[Saved entries]
-- -- --
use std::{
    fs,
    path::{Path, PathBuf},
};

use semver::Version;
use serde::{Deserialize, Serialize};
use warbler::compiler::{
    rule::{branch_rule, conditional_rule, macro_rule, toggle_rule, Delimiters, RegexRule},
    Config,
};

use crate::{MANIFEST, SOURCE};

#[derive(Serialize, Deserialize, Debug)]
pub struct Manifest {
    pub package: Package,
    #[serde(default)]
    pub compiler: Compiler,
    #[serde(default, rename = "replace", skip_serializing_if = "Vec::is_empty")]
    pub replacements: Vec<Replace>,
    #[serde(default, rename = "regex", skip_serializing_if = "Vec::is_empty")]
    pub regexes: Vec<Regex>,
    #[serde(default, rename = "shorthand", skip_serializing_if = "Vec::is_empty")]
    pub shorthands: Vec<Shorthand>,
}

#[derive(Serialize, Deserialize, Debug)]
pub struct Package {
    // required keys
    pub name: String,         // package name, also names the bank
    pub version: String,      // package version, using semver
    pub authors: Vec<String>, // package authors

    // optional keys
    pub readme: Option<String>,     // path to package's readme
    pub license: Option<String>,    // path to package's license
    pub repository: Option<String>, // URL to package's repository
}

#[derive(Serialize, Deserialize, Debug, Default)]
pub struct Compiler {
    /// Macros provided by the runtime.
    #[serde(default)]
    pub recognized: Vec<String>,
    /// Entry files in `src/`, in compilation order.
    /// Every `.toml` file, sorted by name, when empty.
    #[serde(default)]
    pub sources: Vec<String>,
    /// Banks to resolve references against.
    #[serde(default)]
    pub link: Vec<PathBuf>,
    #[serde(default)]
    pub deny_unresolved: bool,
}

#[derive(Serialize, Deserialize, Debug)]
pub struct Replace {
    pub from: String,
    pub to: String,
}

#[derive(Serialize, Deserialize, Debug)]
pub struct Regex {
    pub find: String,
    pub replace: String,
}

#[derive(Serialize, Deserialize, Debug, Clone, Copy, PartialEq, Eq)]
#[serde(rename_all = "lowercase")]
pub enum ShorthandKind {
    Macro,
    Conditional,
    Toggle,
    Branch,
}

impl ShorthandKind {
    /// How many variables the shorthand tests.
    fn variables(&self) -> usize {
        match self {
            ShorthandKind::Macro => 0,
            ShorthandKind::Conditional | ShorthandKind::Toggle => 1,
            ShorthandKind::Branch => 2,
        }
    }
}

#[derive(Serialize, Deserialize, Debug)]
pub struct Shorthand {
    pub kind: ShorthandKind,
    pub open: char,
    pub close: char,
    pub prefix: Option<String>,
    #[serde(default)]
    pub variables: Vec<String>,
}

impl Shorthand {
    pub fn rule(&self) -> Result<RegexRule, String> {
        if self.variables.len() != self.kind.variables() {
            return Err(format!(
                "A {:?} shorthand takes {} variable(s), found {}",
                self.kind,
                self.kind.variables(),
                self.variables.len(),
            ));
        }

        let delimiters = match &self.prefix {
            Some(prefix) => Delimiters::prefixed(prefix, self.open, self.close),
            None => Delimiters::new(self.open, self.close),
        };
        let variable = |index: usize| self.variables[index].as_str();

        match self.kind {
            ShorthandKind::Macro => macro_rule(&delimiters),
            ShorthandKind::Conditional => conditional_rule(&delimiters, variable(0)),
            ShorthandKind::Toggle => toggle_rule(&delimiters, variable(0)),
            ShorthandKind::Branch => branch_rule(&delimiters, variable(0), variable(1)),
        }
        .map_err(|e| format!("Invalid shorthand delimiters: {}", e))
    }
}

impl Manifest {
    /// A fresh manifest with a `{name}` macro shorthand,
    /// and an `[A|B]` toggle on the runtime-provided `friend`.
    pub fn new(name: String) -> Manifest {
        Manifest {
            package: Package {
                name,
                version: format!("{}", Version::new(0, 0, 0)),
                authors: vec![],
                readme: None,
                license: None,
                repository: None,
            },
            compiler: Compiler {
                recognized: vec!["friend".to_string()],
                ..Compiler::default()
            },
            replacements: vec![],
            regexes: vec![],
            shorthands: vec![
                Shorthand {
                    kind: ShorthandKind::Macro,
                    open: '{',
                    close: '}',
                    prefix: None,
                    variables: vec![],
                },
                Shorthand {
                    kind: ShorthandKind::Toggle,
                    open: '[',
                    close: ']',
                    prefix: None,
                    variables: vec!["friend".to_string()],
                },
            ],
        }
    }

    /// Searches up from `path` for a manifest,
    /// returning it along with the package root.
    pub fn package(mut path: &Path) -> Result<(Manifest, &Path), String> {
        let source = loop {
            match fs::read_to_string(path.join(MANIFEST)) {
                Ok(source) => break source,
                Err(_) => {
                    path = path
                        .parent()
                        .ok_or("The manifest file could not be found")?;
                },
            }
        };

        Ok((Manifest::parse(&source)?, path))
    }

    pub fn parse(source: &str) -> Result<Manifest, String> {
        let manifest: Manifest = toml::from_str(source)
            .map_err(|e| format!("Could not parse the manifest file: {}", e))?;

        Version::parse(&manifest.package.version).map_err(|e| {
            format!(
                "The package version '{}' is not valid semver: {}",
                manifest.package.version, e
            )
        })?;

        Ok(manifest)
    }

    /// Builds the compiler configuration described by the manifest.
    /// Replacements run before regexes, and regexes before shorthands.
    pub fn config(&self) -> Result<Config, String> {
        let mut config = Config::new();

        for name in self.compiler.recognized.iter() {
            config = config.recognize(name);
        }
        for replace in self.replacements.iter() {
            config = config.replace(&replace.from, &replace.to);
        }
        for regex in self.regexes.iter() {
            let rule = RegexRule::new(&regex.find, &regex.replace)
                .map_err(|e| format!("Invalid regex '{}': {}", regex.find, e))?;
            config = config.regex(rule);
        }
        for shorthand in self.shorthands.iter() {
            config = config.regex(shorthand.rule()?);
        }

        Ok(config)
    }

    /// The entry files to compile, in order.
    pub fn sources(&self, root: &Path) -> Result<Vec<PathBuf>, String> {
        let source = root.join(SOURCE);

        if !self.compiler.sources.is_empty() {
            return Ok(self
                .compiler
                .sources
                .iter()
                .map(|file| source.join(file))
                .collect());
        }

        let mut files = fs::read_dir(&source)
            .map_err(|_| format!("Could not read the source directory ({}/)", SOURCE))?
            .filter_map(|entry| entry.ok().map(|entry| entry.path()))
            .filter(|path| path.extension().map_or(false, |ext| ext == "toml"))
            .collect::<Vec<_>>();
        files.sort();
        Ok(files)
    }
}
-- -- --
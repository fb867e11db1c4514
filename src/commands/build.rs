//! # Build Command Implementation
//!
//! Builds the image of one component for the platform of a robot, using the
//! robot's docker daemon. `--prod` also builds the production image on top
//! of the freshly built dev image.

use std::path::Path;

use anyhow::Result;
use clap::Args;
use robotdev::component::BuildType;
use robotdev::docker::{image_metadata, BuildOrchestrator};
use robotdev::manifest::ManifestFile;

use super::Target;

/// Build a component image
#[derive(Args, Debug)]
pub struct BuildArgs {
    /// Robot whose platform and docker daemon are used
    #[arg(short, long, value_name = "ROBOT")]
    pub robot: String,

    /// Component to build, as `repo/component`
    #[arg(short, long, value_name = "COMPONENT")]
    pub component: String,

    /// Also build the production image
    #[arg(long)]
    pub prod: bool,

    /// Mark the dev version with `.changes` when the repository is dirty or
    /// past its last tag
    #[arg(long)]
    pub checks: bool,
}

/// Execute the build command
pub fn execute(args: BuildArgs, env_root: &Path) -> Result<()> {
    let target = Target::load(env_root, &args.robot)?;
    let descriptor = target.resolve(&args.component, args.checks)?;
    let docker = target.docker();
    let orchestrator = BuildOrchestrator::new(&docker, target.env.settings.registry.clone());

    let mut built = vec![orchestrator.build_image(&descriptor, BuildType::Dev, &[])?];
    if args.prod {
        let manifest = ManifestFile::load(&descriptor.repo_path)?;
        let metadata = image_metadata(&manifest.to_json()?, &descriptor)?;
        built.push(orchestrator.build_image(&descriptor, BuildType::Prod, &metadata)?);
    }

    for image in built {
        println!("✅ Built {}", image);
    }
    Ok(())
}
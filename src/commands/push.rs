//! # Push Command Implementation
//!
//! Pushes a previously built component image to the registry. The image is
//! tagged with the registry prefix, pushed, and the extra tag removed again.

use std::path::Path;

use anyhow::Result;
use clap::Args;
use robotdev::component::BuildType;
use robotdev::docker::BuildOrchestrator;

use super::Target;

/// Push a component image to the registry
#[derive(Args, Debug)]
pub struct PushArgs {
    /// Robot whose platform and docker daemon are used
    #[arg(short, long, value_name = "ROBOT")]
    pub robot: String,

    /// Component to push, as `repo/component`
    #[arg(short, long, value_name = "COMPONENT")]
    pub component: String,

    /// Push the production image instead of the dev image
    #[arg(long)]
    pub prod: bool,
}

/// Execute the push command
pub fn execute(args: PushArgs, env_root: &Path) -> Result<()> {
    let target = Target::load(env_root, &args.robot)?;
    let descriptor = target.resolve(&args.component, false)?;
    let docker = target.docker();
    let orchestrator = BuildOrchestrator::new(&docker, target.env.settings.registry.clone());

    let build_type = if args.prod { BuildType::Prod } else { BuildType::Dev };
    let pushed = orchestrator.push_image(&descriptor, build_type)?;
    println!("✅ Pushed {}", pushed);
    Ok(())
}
-- -- --
GOAL OF THE EXERCISE:
The answer consists of every line above in which the word "join" occurs.

ANSWER SECTION:
            match fs::read_to_string(path.join(MANIFEST)) {
        let source = root.join(SOURCE);
                .map(|file| source.join(file))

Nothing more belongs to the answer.